Am I right in saying that the Banco Do Brasil in Brasilia (left in image) and the Repsol/Cepsa/Caja tower in Madrid by Foster + Partners (right in image) follow the same structural principle? 

Quite simply, I’m looking for other (more recent) examples of this kind of structure where a series of floors (red in image) are supported by one ‘support’ floor, which in turn transmits the load to the building’s core. I believe the order of magnitude of the core walls thickness would be upwards of a 1 meter? 

I could really do with seeing how each “load transmitting floor” (blue in image) connects structurally to the floors above which it supports.
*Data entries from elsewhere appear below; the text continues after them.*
//! # stocktrackr
//!
//! Leptos + WASM frontend for a multi-building inventory tracker.
//!
//! The client is the whole application surface here: authentication against
//! a bearer-token identity provider, building/room navigation over floorplan
//! images, cycle-count carts, item management forms, and the dashboard
//! reports with CSV exports. The backend is a plain JSON API this crate only
//! talks to.

pub mod app;
pub mod components;
pub mod config;
pub mod net;
pub mod pages;
pub mod state;
pub mod util;

/// Hydration entry point for the WASM client.
#[cfg(feature = "hydrate")]
#[wasm_bindgen::prelude::wasm_bindgen]
pub fn hydrate() {
    console_error_panic_hook::set_once();
    let _ = console_log::init_with_level(log::Level::Debug);
    leptos::mount::hydrate_body(app::App);
}
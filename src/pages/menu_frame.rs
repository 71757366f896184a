//! Protected layout: sidebar navigation around an outlet for nested views.

use leptos::prelude::*;
use leptos_router::NavigateOptions;
use leptos_router::components::{A, Outlet};
use leptos_router::hooks::use_navigate;

use crate::components::toast_host::ToastHost;
use crate::state::auth::AuthState;
use crate::state::buildings::BuildingsState;
use crate::state::cart::CartState;
use crate::state::catalog::CatalogState;
use crate::state::dashboard::DashboardState;

/// Sidebar shell for every signed-in view.
///
/// Guards the nested routes: once the session bootstrap settles without a
/// user, the browser is sent back to the login page.
#[component]
pub fn MenuFrame() -> impl IntoView {
    let auth = expect_context::<RwSignal<AuthState>>();
    let buildings = expect_context::<RwSignal<BuildingsState>>();
    let catalog = expect_context::<RwSignal<CatalogState>>();
    let cart = expect_context::<RwSignal<CartState>>();
    let dashboard = expect_context::<RwSignal<DashboardState>>();
    let navigate = use_navigate();

    {
        let navigate = navigate.clone();
        Effect::new(move || {
            let session = auth.get();
            if !session.loading && !session.is_authenticated() {
                navigate("/", NavigateOptions::default());
            }
        });
    }

    let logout = move |_| {
        #[cfg(feature = "hydrate")]
        crate::util::persistence::clear_token();
        auth.update(AuthState::clear);
        buildings.set(BuildingsState::default());
        catalog.set(CatalogState::default());
        cart.set(CartState::default());
        dashboard.set(DashboardState::default());
        navigate("/", NavigateOptions::default());
    };

    let user_email = move || {
        auth.get()
            .user
            .map(|u| u.email)
            .unwrap_or_default()
    };

    view! {
        <div class="frame">
            <aside class="frame__sidebar">
                <div class="frame__brand">"StockTrackr"</div>
                <nav class="frame__nav">
                    <A href="/landing/dashboard">"Dashboard"</A>
                    <A href="/landing/allitems">"All Items"</A>
                    <A href="/landing/manageitems">"Manage Items"</A>
                    <A href="/landing/buildings">"Buildings"</A>
                </nav>
            </aside>
            <div class="frame__body">
                <header class="frame__header">
                    <span class="frame__user">{user_email}</span>
                    <button class="btn btn--ghost" on:click=logout>
                        "Logout"
                    </button>
                </header>
                <main class="frame__main">
                    <Outlet/>
                </main>
            </div>
            <ToastHost/>
        </div>
    }
}
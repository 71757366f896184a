use super::*;

fn date(y: i32, m: u32, d: u32) -> NaiveDate {
    NaiveDate::from_ymd_opt(y, m, d).unwrap()
}

// =============================================================
// parse_expiry
// =============================================================

#[test]
fn parse_expiry_accepts_bare_date() {
    assert_eq!(parse_expiry("2026-03-15"), Some(date(2026, 3, 15)));
}

#[test]
fn parse_expiry_accepts_rfc3339_timestamp() {
    assert_eq!(
        parse_expiry("2026-03-15T00:00:00.000Z"),
        Some(date(2026, 3, 15))
    );
}

#[test]
fn parse_expiry_rejects_garbage() {
    assert_eq!(parse_expiry("not-a-date"), None);
    assert_eq!(parse_expiry(""), None);
    assert_eq!(parse_expiry("15/03/2026"), None);
}

// =============================================================
// days_till_expiry
// =============================================================

#[test]
fn days_till_expiry_counts_forward() {
    let today = date(2026, 1, 1);
    assert_eq!(days_till_expiry(date(2026, 1, 31), today), 30);
}

#[test]
fn days_till_expiry_same_day_is_zero() {
    let today = date(2026, 1, 1);
    assert_eq!(days_till_expiry(today, today), 0);
}

#[test]
fn days_till_expiry_never_negative() {
    let today = date(2026, 6, 1);
    assert_eq!(days_till_expiry(date(2025, 1, 1), today), 0);
}

// =============================================================
// within_six_months
// =============================================================

#[test]
fn within_six_months_inside_window() {
    let today = date(2026, 1, 15);
    assert!(within_six_months(date(2026, 5, 1), today));
}

#[test]
fn within_six_months_boundary_included() {
    let today = date(2026, 1, 15);
    assert!(within_six_months(date(2026, 7, 15), today));
}

#[test]
fn within_six_months_outside_window() {
    let today = date(2026, 1, 15);
    assert!(!within_six_months(date(2026, 7, 16), today));
}

#[test]
fn within_six_months_past_dates_count() {
    let today = date(2026, 1, 15);
    assert!(within_six_months(date(2025, 12, 1), today));
}

// =============================================================
// formatting
// =============================================================

#[test]
fn format_date_zero_pads() {
    assert_eq!(format_date(date(2026, 3, 5)), "05/03/2026");
}

#[test]
fn display_expiry_formats_valid_dates() {
    assert_eq!(display_expiry(Some("2026-03-15")), "15/03/2026");
}

#[test]
fn display_expiry_falls_back_to_na() {
    assert_eq!(display_expiry(None), "N/A");
    assert_eq!(display_expiry(Some("bogus")), "N/A");
}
Likewise, the connection between the core and each floor is also of interest to me. 

For Fosters tower in Madrid I found this video extremely interesting:
https://www.youtube.com/watch?v=dKDE5fTe8jg

Basically, I would like to better understanding of how this type of structures are assembled in practice and several examples (plans, sections, construction details, construction photos etc…) 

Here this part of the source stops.